Today, there are only three types of chargers on the market: the micro-USB connector that has long equipped the majority of phones, USB-C, a more recent connection, and the Lightning used by Apple. . The European Union now wants to impose the USB-C port on all electronic devices, which would allow any charger to be used indifferently. In addition, the harmonization of fast charging technologies will guarantee the same charging speed, according to the European Union. 

Logically, Brussels would like to separate the sale of electronic devices and that of chargers: "A victory for consumers and the environment. Europeans are fed up with incompatible chargers piling up in their drawers", declared the European Commissioner for Competition, Margrethe Vestager, quoted in a press release.

"We have given the industry plenty of time to find solutions. Now, the time has come to legislate," insisted the Commissioner.

"It is time to put an end to this sea serpent," added Internal Market Commissioner Thierry Breton to the press, hoping for the text to come into force within "a few semesters".

What is Apple's reaction? 

The American giant Apple, which claims that its Lightning technology equips more than a billion devices worldwide, immediately reiterated its opposition. "This regulation would stifle rather than encourage innovation and harm consumers in Europe and around the world," the group said. One of the main arguments of the Californian company is that such a law could generate "an unprecedented volume of electronic waste" by rendering some of the chargers in circulation obsolete. 

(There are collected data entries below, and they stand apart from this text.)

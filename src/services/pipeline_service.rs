use jiff::tz::TimeZone;

use crate::error::AppResult;
use crate::repositories::LeadRepository;
use crate::services::current_periods;
use crate::views::{LeadPipeline, SelectionInput, build_pipeline};

#[derive(Clone)]
pub struct PipelineService {
    leads: LeadRepository,
    tz: TimeZone,
}

impl PipelineService {
    pub fn new(leads: LeadRepository, tz: TimeZone) -> Self {
        Self { leads, tz }
    }

    /// Kanban view of every lead; the week for "new this week" starts Monday
    /// in the business time zone.
    pub async fn pipeline(&self, selection: SelectionInput<i32>) -> AppResult<LeadPipeline> {
        let periods = current_periods(&self.tz)?;
        let leads = self.leads.list_all().await?;

        Ok(build_pipeline(
            leads,
            selection.resolve(),
            periods.now,
            periods.week_start,
        ))
    }
}
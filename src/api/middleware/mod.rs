//! Middleware components for request processing.

mod auth;
mod error_handler;
mod logging;
mod request_id;

pub use auth::{AuthUser, auth_middleware, require_customer, require_staff, require_technician};
pub use error_handler::{error_to_status_code, global_error_handler};
pub use logging::logging_middleware;
pub use request_id::{REQUEST_ID_HEADER, RequestId, request_id_middleware};
use axum::extract::rejection::{JsonRejection, PathRejection, QueryRejection};
use diesel_async::pooled_connection::PoolError;
use serde::Serialize;
use thiserror::Error;
use utoipa::ToSchema;

use crate::error::DatabaseErrorConverter;

/// One failed field from request validation.
#[derive(Debug, Clone, Serialize, ToSchema, PartialEq, Eq)]
pub struct ValidationFieldError {
    pub field: String,
    pub message: String,
}

/// Application-wide error type that represents all possible errors in the system.
///
/// Handlers return `AppResult<T>`; the `IntoResponse` impl in
/// `api::middleware::error_handler` turns each variant into a status code and
/// a JSON `ErrorResponse`.
#[derive(Error, Debug)]
pub enum AppError {
    /// Resource not found error with entity, field, and value information
    #[error("Resource not found: {entity} with {field}={value}")]
    NotFound {
        entity: String,
        field: String,
        value: String,
    },

    /// Duplicate entry error for unique constraint violations
    #[error("Duplicate entry: {entity}.{field} = '{value}' already exists")]
    Duplicate {
        entity: String,
        field: String,
        value: String,
    },

    /// Validation error with field-specific details
    #[error("Validation failed for {field}: {reason}")]
    Validation { field: String, reason: String },

    /// Several field errors collected from a `validator::Validate` run
    #[error("Validation failed for {} field(s)", errors.len())]
    ValidationErrors { errors: Vec<ValidationFieldError> },

    /// Bad request error with descriptive message
    #[error("Bad request: {message}")]
    BadRequest { message: String },

    /// Unauthorized access error with authentication message
    #[error("Unauthorized: {message}")]
    Unauthorized { message: String },

    /// Forbidden access error with authorization message
    #[error("Forbidden: {message}")]
    Forbidden { message: String },

    /// Database operation error with operation context
    #[error("Database operation failed: {operation}")]
    Database {
        operation: String,
        #[source]
        source: anyhow::Error,
    },

    /// Configuration error with key information
    #[error("Configuration error: {key}")]
    Configuration {
        key: String,
        #[source]
        source: anyhow::Error,
    },

    /// Connection pool error
    #[error("Connection pool error")]
    ConnectionPool {
        #[source]
        source: anyhow::Error,
    },

    /// Internal error for unexpected failures
    #[error("Internal error")]
    Internal {
        #[source]
        source: anyhow::Error,
    },
}

impl AppError {
    /// Shorthand for a `NotFound` keyed on `id`.
    pub fn not_found(entity: &str, id: impl ToString) -> Self {
        AppError::NotFound {
            entity: entity.to_string(),
            field: "id".to_string(),
            value: id.to_string(),
        }
    }

    pub fn forbidden(message: impl Into<String>) -> Self {
        AppError::Forbidden {
            message: message.into(),
        }
    }

    pub fn unauthorized(message: impl Into<String>) -> Self {
        AppError::Unauthorized {
            message: message.into(),
        }
    }
}

impl From<anyhow::Error> for AppError {
    fn from(error: anyhow::Error) -> Self {
        AppError::Internal { source: error }
    }
}

impl From<diesel::result::Error> for AppError {
    fn from(error: diesel::result::Error) -> Self {
        DatabaseErrorConverter::convert_diesel_error(error, "database operation")
    }
}

impl From<bb8::RunError<PoolError>> for AppError {
    fn from(error: bb8::RunError<PoolError>) -> Self {
        AppError::ConnectionPool {
            source: anyhow::anyhow!("{}", error),
        }
    }
}

impl From<crate::config::error::ConfigError> for AppError {
    fn from(error: crate::config::error::ConfigError) -> Self {
        let key = match &error {
            crate::config::error::ConfigError::ValidationError { field, .. } => field.clone(),
            _ => "settings".to_string(),
        };
        AppError::Configuration {
            key,
            source: anyhow::Error::from(error),
        }
    }
}

impl From<validator::ValidationErrors> for AppError {
    fn from(errors: validator::ValidationErrors) -> Self {
        let mut fields: Vec<ValidationFieldError> = errors
            .field_errors()
            .into_iter()
            .flat_map(|(field, errs)| {
                errs.iter().map(move |e| ValidationFieldError {
                    field: field.to_string(),
                    message: e
                        .message
                        .as_ref()
                        .map(|m| m.to_string())
                        .unwrap_or_else(|| format!("Invalid value ({})", e.code)),
                })
            })
            .collect();
        fields.sort_by(|a, b| a.field.cmp(&b.field));
        AppError::ValidationErrors { errors: fields }
    }
}

impl From<JsonRejection> for AppError {
    fn from(rejection: JsonRejection) -> Self {
        AppError::BadRequest {
            message: rejection.body_text(),
        }
    }
}

impl From<QueryRejection> for AppError {
    fn from(rejection: QueryRejection) -> Self {
        AppError::BadRequest {
            message: rejection.body_text(),
        }
    }
}

impl From<PathRejection> for AppError {
    fn from(rejection: PathRejection) -> Self {
        AppError::BadRequest {
            message: rejection.body_text(),
        }
    }
}

/// Type alias for Result with AppError to simplify function signatures
pub type AppResult<T> = Result<T, AppError>;

#[cfg(test)]
mod tests {
    use super::*;
    use validator::Validate;

    #[derive(Debug, Validate)]
    struct Probe {
        #[validate(length(min = 3, message = "Name is too short"))]
        name: String,
        #[validate(email(message = "Invalid email format"))]
        email: String,
    }

    #[test]
    fn test_validation_errors_are_flattened_and_sorted() {
        let probe = Probe {
            name: "x".to_string(),
            email: "nope".to_string(),
        };
        let err: AppError = probe.validate().unwrap_err().into();
        match err {
            AppError::ValidationErrors { errors } => {
                assert_eq!(errors.len(), 2);
                assert_eq!(errors[0].field, "email");
                assert_eq!(errors[0].message, "Invalid email format");
                assert_eq!(errors[1].field, "name");
            }
            other => panic!("Expected ValidationErrors, got {:?}", other),
        }
    }

    #[test]
    fn test_not_found_shorthand() {
        let err = AppError::not_found("job", 42);
        assert_eq!(err.to_string(), "Resource not found: job with id=42");
    }

    #[test]
    fn test_diesel_not_found_maps_to_not_found() {
        let err: AppError = diesel::result::Error::NotFound.into();
        assert!(matches!(err, AppError::NotFound { .. }));
    }
}
//! Service layer for business logic operations.
//!
//! Services coordinate repositories and the pure view builders. Every date
//! boundary is computed in the configured business time zone.

mod auth_service;
mod dashboard_service;
mod dispatch_service;
mod inquiry_service;
mod pipeline_service;
mod portal_service;
mod report_service;
mod seed_service;
mod tech_service;

pub use auth_service::AuthService;
pub use dashboard_service::{DashboardOverview, DashboardService, DashboardStats};
pub use dispatch_service::DispatchService;
pub use inquiry_service::{ContactInquiry, EmergencyInquiry, InquiryService};
pub use pipeline_service::PipelineService;
pub use portal_service::{PortalService, PortalSummary};
pub use report_service::{
    AnalyticsReport, CustomersReport, InstallsReport, JobsReport, MembershipsReport,
    ReportService, TechnicianLoad, TechniciansReport,
};
pub use seed_service::{ADMIN_EMAIL, DEMO_PASSWORD, SeedReport, SeedService};
pub use tech_service::{TechDay, TechService};

use jiff::tz::TimeZone;

use crate::config::Settings;
use crate::error::{AppError, AppResult};
use crate::repositories::Repositories;
use crate::views::{GridSpec, Periods};

pub(crate) fn current_periods(tz: &TimeZone) -> AppResult<Periods> {
    Periods::now_in(tz).map_err(|e| AppError::Internal {
        source: anyhow::anyhow!("Failed to compute reporting periods: {}", e),
    })
}

/// Aggregates all services for convenient access.
///
/// Cloning is cheap since the underlying pool uses `Arc` internally.
#[derive(Clone)]
pub struct Services {
    pub auth: AuthService,
    pub dashboard: DashboardService,
    pub dispatch: DispatchService,
    pub pipeline: PipelineService,
    pub reports: ReportService,
    pub portal: PortalService,
    pub tech: TechService,
    pub inquiries: InquiryService,
}

impl Services {
    pub fn new(repos: Repositories, settings: &Settings) -> Self {
        let tz = settings.application.time_zone();
        Self {
            auth: AuthService::new(repos.users.clone(), settings.jwt.clone()),
            dashboard: DashboardService::new(&repos, tz.clone()),
            dispatch: DispatchService::new(
                repos.jobs.clone(),
                repos.technicians.clone(),
                GridSpec::from(&settings.dispatch),
                tz.clone(),
            ),
            pipeline: PipelineService::new(repos.leads.clone(), tz.clone()),
            reports: ReportService::new(&repos, tz.clone()),
            portal: PortalService::new(&repos, tz.clone()),
            tech: TechService::new(repos.technicians.clone(), repos.jobs.clone(), tz),
            inquiries: InquiryService::new(repos.leads),
        }
    }
}
use bigdecimal::BigDecimal;
use diesel::dsl::{count, count_star, sum};
use diesel::prelude::*;
use diesel_async::{AsyncPgConnection, RunQueryDsl};

use crate::db::AsyncDbPool;
use crate::error::{AppError, AppResult};
use crate::models::{Customer, Membership, MembershipStatus, MembershipTier, NewMembership};
use crate::repositories::sum_or_zero;
use crate::schema::{customers, memberships};

#[derive(Clone)]
pub struct MembershipRepository {
    pool: AsyncDbPool,
}

impl MembershipRepository {
    pub fn new(pool: AsyncDbPool) -> Self {
        Self { pool }
    }

    pub async fn insert(
        conn: &mut AsyncPgConnection,
        membership: NewMembership,
    ) -> AppResult<Membership> {
        diesel::insert_into(memberships::table)
            .values(&membership)
            .returning(Membership::as_returning())
            .get_result(conn)
            .await
            .map_err(AppError::from)
    }

    pub async fn count_all(&self) -> AppResult<i64> {
        let mut conn = self.pool.get().await?;

        memberships::table
            .select(count_star())
            .get_result(&mut conn)
            .await
            .map_err(AppError::from)
    }

    pub async fn count_with_status(&self, status: MembershipStatus) -> AppResult<i64> {
        let mut conn = self.pool.get().await?;

        memberships::table
            .filter(memberships::status.eq(status))
            .select(count_star())
            .get_result(&mut conn)
            .await
            .map_err(AppError::from)
    }

    /// Memberships not marked expired; the numerator of the renewal rate.
    pub async fn count_not_expired(&self) -> AppResult<i64> {
        let mut conn = self.pool.get().await?;

        memberships::table
            .filter(memberships::status.ne(MembershipStatus::Expired))
            .select(count_star())
            .get_result(&mut conn)
            .await
            .map_err(AppError::from)
    }

    pub async fn active_tier_tallies(&self) -> AppResult<Vec<(MembershipTier, i64)>> {
        let mut conn = self.pool.get().await?;

        memberships::table
            .filter(memberships::status.eq(MembershipStatus::Active))
            .group_by(memberships::tier)
            .select((memberships::tier, count(memberships::id)))
            .load(&mut conn)
            .await
            .map_err(AppError::from)
    }

    /// Monthly recurring revenue of active plans.
    pub async fn monthly_recurring(&self) -> AppResult<BigDecimal> {
        let mut conn = self.pool.get().await?;

        let total: Option<BigDecimal> = memberships::table
            .filter(memberships::status.eq(MembershipStatus::Active))
            .select(sum(memberships::monthly_price))
            .get_result(&mut conn)
            .await?;

        Ok(sum_or_zero(total))
    }

    pub async fn recent_with_customer(&self, limit: i64) -> AppResult<Vec<(Membership, Customer)>> {
        let mut conn = self.pool.get().await?;

        memberships::table
            .inner_join(customers::table)
            .order((memberships::start_date.desc(), memberships::id.desc()))
            .limit(limit)
            .select((Membership::as_select(), Customer::as_select()))
            .load(&mut conn)
            .await
            .map_err(AppError::from)
    }

    pub async fn active_for_customer(&self, customer_id: i32) -> AppResult<Option<Membership>> {
        let mut conn = self.pool.get().await?;

        memberships::table
            .filter(memberships::customer_id.eq(customer_id))
            .filter(memberships::status.eq(MembershipStatus::Active))
            .order(memberships::end_date.desc())
            .select(Membership::as_select())
            .first(&mut conn)
            .await
            .optional()
            .map_err(AppError::from)
    }
}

The Commission replied that European consumers, who spend around 2.4 billion euros per year on purchases of chargers alone, could save at least 250 million euros annually.

In addition, waste from unused chargers, estimated at 11,000 tonnes per year, could be reduced by almost 1,000 tonnes.

The American technological giants "always play the blow of innovation that is strangled. It is not a regulation against innovation or against anyone, it aims to make the life of European consumers easier", commented Thierry Breton.